- [How to complete this task]: Once the line with "Self::with_clock(store, datastore, Arc::new(TokioClock))" is found in the data, output it and each following line exactly, up to and including the line with "start_tx.send_replace(true);", and nothing before or after.

Stored data

-- Opening Marker --

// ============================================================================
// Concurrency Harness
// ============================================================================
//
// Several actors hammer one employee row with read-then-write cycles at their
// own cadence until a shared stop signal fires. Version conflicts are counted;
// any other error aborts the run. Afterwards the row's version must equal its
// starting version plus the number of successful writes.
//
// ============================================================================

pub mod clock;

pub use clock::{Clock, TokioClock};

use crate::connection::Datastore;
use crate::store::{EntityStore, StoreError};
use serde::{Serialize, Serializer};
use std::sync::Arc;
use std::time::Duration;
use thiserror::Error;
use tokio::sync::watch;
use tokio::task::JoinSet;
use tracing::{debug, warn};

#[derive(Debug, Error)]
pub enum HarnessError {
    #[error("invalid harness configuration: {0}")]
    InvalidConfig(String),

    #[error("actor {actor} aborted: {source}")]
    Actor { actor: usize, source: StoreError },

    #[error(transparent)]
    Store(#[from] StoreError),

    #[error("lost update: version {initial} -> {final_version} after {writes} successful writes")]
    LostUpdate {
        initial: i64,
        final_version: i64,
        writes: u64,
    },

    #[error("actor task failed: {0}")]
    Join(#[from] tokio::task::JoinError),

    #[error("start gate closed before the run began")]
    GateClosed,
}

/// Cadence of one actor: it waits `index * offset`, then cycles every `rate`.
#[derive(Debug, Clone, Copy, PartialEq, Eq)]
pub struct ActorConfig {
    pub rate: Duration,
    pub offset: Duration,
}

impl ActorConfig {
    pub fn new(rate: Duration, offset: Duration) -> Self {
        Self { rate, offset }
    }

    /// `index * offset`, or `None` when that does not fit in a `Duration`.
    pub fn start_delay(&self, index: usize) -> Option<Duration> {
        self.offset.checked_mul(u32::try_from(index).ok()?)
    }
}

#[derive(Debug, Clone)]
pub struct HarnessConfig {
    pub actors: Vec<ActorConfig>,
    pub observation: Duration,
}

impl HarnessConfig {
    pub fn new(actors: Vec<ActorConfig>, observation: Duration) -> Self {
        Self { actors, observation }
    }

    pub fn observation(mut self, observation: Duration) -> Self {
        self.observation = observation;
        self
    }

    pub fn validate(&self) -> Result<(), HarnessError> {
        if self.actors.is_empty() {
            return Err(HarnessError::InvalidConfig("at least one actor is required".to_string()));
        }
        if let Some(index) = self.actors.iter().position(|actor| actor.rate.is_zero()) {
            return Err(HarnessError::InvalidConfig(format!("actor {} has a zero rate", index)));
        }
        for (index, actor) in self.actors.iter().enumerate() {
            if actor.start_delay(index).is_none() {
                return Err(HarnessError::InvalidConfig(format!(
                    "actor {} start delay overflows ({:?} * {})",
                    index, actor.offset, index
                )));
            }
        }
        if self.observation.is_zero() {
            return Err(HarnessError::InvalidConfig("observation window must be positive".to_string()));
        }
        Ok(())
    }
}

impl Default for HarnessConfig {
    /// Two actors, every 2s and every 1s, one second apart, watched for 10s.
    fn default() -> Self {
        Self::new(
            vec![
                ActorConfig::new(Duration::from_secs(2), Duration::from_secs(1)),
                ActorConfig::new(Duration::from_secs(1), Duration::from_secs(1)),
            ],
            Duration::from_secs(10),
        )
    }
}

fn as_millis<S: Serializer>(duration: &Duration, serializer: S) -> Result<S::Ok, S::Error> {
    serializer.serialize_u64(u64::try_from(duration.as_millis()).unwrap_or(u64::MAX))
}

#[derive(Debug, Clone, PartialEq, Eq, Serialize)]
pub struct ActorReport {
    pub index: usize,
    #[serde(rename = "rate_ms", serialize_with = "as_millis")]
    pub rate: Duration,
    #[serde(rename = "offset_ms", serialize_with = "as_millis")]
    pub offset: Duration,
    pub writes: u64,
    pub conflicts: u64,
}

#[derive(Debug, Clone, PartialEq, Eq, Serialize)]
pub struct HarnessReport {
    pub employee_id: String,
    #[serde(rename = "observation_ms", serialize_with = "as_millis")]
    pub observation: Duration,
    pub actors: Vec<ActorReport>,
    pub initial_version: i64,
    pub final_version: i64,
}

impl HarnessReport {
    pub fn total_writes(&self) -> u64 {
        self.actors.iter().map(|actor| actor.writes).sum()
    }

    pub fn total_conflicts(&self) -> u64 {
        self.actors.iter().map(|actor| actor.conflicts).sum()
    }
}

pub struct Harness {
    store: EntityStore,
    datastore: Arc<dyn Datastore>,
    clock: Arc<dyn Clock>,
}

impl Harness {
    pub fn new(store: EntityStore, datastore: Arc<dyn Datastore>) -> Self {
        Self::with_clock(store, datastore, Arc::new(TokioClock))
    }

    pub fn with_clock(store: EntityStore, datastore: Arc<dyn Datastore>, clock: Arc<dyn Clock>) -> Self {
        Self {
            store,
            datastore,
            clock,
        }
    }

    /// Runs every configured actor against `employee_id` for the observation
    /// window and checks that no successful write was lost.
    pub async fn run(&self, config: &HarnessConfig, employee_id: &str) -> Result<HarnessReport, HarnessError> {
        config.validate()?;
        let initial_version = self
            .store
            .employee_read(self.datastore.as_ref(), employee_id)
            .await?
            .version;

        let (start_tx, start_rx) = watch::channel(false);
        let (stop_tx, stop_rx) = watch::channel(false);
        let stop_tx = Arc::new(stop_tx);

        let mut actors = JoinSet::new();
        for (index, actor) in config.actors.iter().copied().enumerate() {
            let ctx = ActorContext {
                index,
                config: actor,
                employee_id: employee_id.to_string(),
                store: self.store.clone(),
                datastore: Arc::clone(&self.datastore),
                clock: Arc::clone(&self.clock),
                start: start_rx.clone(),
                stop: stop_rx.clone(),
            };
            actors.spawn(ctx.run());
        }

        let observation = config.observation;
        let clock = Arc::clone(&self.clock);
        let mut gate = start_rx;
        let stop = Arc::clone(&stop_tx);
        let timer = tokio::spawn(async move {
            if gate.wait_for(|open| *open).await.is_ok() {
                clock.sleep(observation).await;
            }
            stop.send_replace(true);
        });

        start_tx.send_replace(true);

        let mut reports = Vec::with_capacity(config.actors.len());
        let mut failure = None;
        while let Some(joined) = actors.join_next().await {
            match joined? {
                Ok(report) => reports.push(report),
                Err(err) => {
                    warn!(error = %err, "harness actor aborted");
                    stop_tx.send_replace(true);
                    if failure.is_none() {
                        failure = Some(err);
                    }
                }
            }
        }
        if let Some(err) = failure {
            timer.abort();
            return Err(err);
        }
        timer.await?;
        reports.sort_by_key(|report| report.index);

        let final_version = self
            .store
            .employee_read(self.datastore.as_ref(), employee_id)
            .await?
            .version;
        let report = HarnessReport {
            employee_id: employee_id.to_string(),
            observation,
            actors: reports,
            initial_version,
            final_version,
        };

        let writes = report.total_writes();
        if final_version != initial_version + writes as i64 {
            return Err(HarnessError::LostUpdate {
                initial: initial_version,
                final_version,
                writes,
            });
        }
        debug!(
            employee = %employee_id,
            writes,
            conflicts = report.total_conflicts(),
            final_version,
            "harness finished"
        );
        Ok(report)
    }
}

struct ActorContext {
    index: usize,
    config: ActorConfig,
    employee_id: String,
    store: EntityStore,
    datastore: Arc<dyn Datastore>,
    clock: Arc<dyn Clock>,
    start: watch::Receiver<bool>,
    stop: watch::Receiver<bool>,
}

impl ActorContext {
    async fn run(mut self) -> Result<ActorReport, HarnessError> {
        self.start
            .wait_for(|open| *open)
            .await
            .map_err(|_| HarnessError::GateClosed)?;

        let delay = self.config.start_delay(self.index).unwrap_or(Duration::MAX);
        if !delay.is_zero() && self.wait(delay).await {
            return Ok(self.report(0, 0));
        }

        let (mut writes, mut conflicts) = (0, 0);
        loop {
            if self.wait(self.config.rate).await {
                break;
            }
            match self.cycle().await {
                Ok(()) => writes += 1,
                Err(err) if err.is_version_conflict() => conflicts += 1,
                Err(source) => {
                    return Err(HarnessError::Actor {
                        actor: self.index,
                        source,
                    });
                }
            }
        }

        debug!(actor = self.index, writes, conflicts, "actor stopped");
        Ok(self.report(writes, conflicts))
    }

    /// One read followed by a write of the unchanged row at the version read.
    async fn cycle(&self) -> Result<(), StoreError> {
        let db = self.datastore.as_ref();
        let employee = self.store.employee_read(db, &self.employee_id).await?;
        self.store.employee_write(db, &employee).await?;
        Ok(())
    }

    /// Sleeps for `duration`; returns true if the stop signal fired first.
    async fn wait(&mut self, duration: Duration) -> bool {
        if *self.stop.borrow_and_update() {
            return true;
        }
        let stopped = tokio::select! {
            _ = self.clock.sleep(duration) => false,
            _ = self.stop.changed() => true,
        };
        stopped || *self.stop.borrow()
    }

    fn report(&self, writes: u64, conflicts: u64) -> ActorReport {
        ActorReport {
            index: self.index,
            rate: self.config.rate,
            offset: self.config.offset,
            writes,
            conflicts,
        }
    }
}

-- Closing Marker --

- [Finished exercise]:
        Self::with_clock(store, datastore, Arc::new(TokioClock))
    }

    pub fn with_clock(store: EntityStore, datastore: Arc<dyn Datastore>, clock: Arc<dyn Clock>) -> Self {
        Self {
            store,
            datastore,
            clock,
        }
    }

    /// Runs every configured actor against `employee_id` for the observation
    /// window and checks that no successful write was lost.
    pub async fn run(&self, config: &HarnessConfig, employee_id: &str) -> Result<HarnessReport, HarnessError> {
        config.validate()?;
        let initial_version = self
            .store
            .employee_read(self.datastore.as_ref(), employee_id)
            .await?
            .version;

        let (start_tx, start_rx) = watch::channel(false);
        let (stop_tx, stop_rx) = watch::channel(false);
        let stop_tx = Arc::new(stop_tx);

        let mut actors = JoinSet::new();
        for (index, actor) in config.actors.iter().copied().enumerate() {
            let ctx = ActorContext {
                index,
                config: actor,
                employee_id: employee_id.to_string(),
                store: self.store.clone(),
                datastore: Arc::clone(&self.datastore),
                clock: Arc::clone(&self.clock),
                start: start_rx.clone(),
                stop: stop_rx.clone(),
            };
            actors.spawn(ctx.run());
        }

        let observation = config.observation;
        let clock = Arc::clone(&self.clock);
        let mut gate = start_rx;
        let stop = Arc::clone(&stop_tx);
        let timer = tokio::spawn(async move {
            if gate.wait_for(|open| *open).await.is_ok() {
                clock.sleep(observation).await;
            }
            stop.send_replace(true);
        });

        start_tx.send_replace(true);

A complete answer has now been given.